Fred Skaggs clearly had a very sly sense of humor. Notice the distinct resemblance in name and design presentation on his jewelry box to the famous “Saks

Fifth Avenue” department store in New York City. Fifth Avenue in dusty, little Scottsdale, Arizona in the mid-to-late 1950’s had yet to become a world-famous shopping destination, but a small group of talented and dedicated artistic friends, colleagues and collaborators at Scottsdale’s Kiva Craft Center led by Lloyd Kiva New, H. Fred Skaggs and Charles and Otellie Loloma were in the process of  changing that forever. Above left, exterior view of the Kiva Crafts Center in Scottsdale, Arizona, c. 1950's. Above right, Charles and Otellie Loloma in their pottery studio and shop at The Kiva Craft Center, Scottsdale, AZ. c. 1956.


Left photo source and © Scottsdale Historical Society. Right photo source and © “Loloma, Beauty is his Name” by Martha H. Struever, Wheelwright Museum, Santa Fe, 2005, pp.  12.


One of the greatest and most influential American Modernist jewelers of the 20th Century, H. Fred Skaggs (d.1982) was a modest man of mild demeanor who never sought fame or renown, preferring to quietly make his strikingly revolutionary jewelry in his succession of two small shops in downtown Scottsdale, Arizona for some 30 years.

Over the years, Skaggs developed a small dedicated local following around the Southwest and in California, but never achieved any degree of larger national or international recognition until much later and then primarily through his association with one of his talented jewelry students who did achieve worldwide fame.


Skaggs’ jewelry is revolutionary and ground-breaking in a number of significant ways; his unusual, swooping, streamlined shapes and designs are daring and innovative, his skillful manipulation and imaginative use of various metals and their varying textures, choice of unusual, interesting stones and unique ways of shaping, setting and presenting them are all significant artistic innovations in jewelry design and fabrication.


Fred Skaggs had perhaps his most profound influence on the career trajectory of the young Hopi Indian artist, Charles Loloma (1921-1991) beginning in the late 1950's when they were both living and working side by side in the Kiva Crafts Complex created by Lloyd Kiva New on 5th Avenue in downtown Scottsdale, Arizona.
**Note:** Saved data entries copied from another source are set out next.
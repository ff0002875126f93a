mod ids;
mod results;

pub use ids::ParameterId;
pub use results::{AnnualProjection, GenerationResult, SimulationResult};
//! Criterion benchmarks for tuberplan_core
//!
//! Run with: cargo bench -p tuberplan_core

use criterion::{Criterion, black_box, criterion_group, criterion_main};
use tuberplan_core::config::{ParameterSet, YieldMode};
use tuberplan_core::model::ParameterId;
use tuberplan_core::{analyze_all, analyze_param, simulate};

fn bench_simulate(c: &mut Criterion) {
    let mut group = c.benchmark_group("simulate");

    let per_hectare = ParameterSet::default();
    group.bench_function("per_hectare", |b| {
        b.iter(|| simulate(black_box(&per_hectare)))
    });

    let per_plant = ParameterSet {
        yield_mode: YieldMode::PerPlant,
        ..ParameterSet::default()
    };
    group.bench_function("per_plant", |b| b.iter(|| simulate(black_box(&per_plant))));

    group.finish();
}

fn bench_sensitivity(c: &mut Criterion) {
    let params = ParameterSet::default();

    c.bench_function("analyze_single_parameter", |b| {
        b.iter(|| analyze_param(black_box(ParameterId::TonsPerHectare), black_box(&params)))
    });

    c.bench_function("analyze_all_parameters", |b| {
        b.iter(|| analyze_all(black_box(&params)))
    });
}

criterion_group!(benches, bench_simulate, bench_sensitivity);
criterion_main!(benches);
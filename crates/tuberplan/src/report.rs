//! Fixed-width text reports for the terminal.

use std::fmt::Write as _;

use tuberplan_core::{SensitivityTable, SimulationResult};

pub fn simulation_report(scenario: &str, result: &SimulationResult) -> String {
    let mut out = String::new();
    let _ = writeln!(out, "Scenario: {scenario}");
    let _ = writeln!(out);
    let _ = writeln!(
        out,
        "{:<14} {:>9} {:>14} {:>15} {:>10} {:>10} {:>14} {:>12}",
        "Generation", "Area (ha)", "Slips", "Tubers", "Tons", "Days fed", "VitA chld-days", "Cost"
    );
    for g in &result.generations {
        let _ = writeln!(
            out,
            "{:<14} {:>9.1} {:>14.0} {:>15.0} {:>10.1} {:>10.1} {:>14.0} {:>12.2}",
            g.name,
            g.area_ha,
            g.slips_planted,
            g.tubers_harvested,
            g.tons_harvested,
            g.days_fed,
            g.vitamin_a_child_days,
            g.cost
        );
    }

    let _ = writeln!(out);
    let _ = writeln!(out, "Chain totals");
    let _ = writeln!(out, "  Harvest:            {:>14.1} t", result.total_tons);
    let _ = writeln!(out, "  Days fed:           {:>14.1}", result.total_days_fed);
    let _ = writeln!(out, "  Cost:               {:>14.2}", result.total_cost);
    let _ = writeln!(
        out,
        "  VitA child-days:    {:>14.0}",
        result.total_vitamin_a_child_days
    );
    let _ = writeln!(
        out,
        "  Children covered/yr:{:>14}",
        result.children_fed_annually
    );
    let _ = writeln!(
        out,
        "  Cost per person:    {:>14.2}",
        result.cost_per_person
    );
    let _ = writeln!(
        out,
        "  Cost/person/day:    {:>14.4}",
        result.cost_per_person_per_day
    );

    let annual = &result.annual;
    let _ = writeln!(out);
    let _ = writeln!(
        out,
        "Annual projection ({:.0}-day chain, scale {:.4}, cadence cap {:.2}/yr)",
        annual.chain_days, annual.scale_factor, annual.cycles_per_year
    );
    let _ = writeln!(out, "  Harvest:            {:>14.1} t", annual.tons);
    let _ = writeln!(out, "  Days fed:           {:>14.1}", annual.days_fed);
    let _ = writeln!(out, "  Cost:               {:>14.2}", annual.cost);
    out
}

pub fn sensitivity_report(table: &SensitivityTable) -> String {
    let mut out = String::new();
    if table.is_empty() {
        let _ = writeln!(out, "No numeric parameter named {:?}.", table.parameter);
        return out;
    }

    let _ = writeln!(
        out,
        "Sensitivity: {} (baseline {})",
        table.parameter, table.baseline_value
    );
    let _ = writeln!(
        out,
        "{:>7} {:>14} {:>12} {:>13} {:>14} {:>13}",
        "Factor", "Value", "Days fed", "Δ days", "Cost", "Δ cost"
    );
    for row in &table.rows {
        let _ = writeln!(
            out,
            "{:>7.2} {:>14.3} {:>12.1} {:>+13.1} {:>14.2} {:>+13.2}",
            row.factor,
            row.parameter_value,
            row.days_fed,
            row.days_fed_delta,
            row.cost,
            row.cost_delta
        );
    }
    out
}

pub fn comparison_report(
    name_a: &str,
    a: &SimulationResult,
    name_b: &str,
    b: &SimulationResult,
) -> String {
    let mut out = String::new();
    let _ = writeln!(
        out,
        "{:<24} {:>16} {:>16} {:>16}",
        "Metric", name_a, name_b, "Delta"
    );
    let rows = [
        ("Total tons", a.total_tons, b.total_tons),
        ("Total days fed", a.total_days_fed, b.total_days_fed),
        ("Total cost", a.total_cost, b.total_cost),
        (
            "VitA child-days",
            a.total_vitamin_a_child_days,
            b.total_vitamin_a_child_days,
        ),
        ("Cost per person", a.cost_per_person, b.cost_per_person),
        ("Annual tons", a.annual.tons, b.annual.tons),
        ("Annual days fed", a.annual.days_fed, b.annual.days_fed),
        ("Annual cost", a.annual.cost, b.annual.cost),
    ];
    for (label, va, vb) in rows {
        let _ = writeln!(
            out,
            "{label:<24} {va:>16.2} {vb:>16.2} {:>+16.2}",
            vb - va
        );
    }
    out
}

#[cfg(test)]
mod tests {
    use tuberplan_core::{ParameterSet, SensitivityTable, analyze, simulate};

    use super::*;

    #[test]
    fn test_simulation_report_lists_all_nodes() {
        let report = simulation_report("default", &simulate(&ParameterSet::default()));

        for name in ["Generation 1", "Generation 2b", "Generation 3c"] {
            assert!(report.contains(name), "missing {name}");
        }
        assert!(report.contains("Chain totals"));
        assert!(report.contains("Annual projection"));
    }

    #[test]
    fn test_sensitivity_report_empty_table() {
        let report = sensitivity_report(&SensitivityTable::empty("bogus"));
        assert!(report.contains("No numeric parameter"));
    }

    #[test]
    fn test_sensitivity_report_has_five_rows() {
        let table = analyze("harvest_efficiency", &ParameterSet::default());
        let report = sensitivity_report(&table);

        // Header line, column line, then the 5 sweep rows.
        assert_eq!(report.lines().count(), 7);
    }

    #[test]
    fn test_comparison_report_delta_column() {
        let a = simulate(&ParameterSet::default());
        let b = simulate(&ParameterSet {
            tons_per_hectare: 12.0,
            ..ParameterSet::default()
        });

        let report = comparison_report("base", &a, "high-yield", &b);
        assert!(report.contains("base"));
        assert!(report.contains("high-yield"));
        assert!(report.contains("Total tons"));
    }
}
Charles and his wife Otellie were making and selling their "Lolomaware" line of handmade pottery there at the time and Skaggs had his jewelry studio and shop there. Skaggs admired Loloma’s pottery pieces and he offered to trade Loloma jewelry-making lessons in exchange for pottery. Loloma, who had already done some initial experimentation with jewelry-making, was intrigued and and the rest is artistic history. For the rest of his life, Loloma always credited Skaggs with being his most significant inspiration and mentor in jewelry-making. Looking at Skaggs' unique and inventive designs, uses of different textures

and surfaces in metals, asymmetric ring and bracelet shapes and unusual use and variety of set stones it's easy to see the genesis of a great many of Loloma's jewelry ideas and techniques.


This striking and dramatic wide silver bracelet is a perfect case in point; its interesting combination and contrast of

two distinctly different textured metal surfaces and colors, one highly polished, bright and reflective and one roughly unpolished, dark and non-reflective creates a wonderful and dynamic visual tension which perfectly and beautifully reinforces the jaggedly angular design like a river or arroyo flowing swiftly down a canyon. The unpolished area cuts

a very dramatic wide diagonal dark swath entirely across from side to side and top to bottom of the otherwise highly polished silver face of the bracelet with its raised “borders” of fluted silver edges suggesting waves or riverbanks.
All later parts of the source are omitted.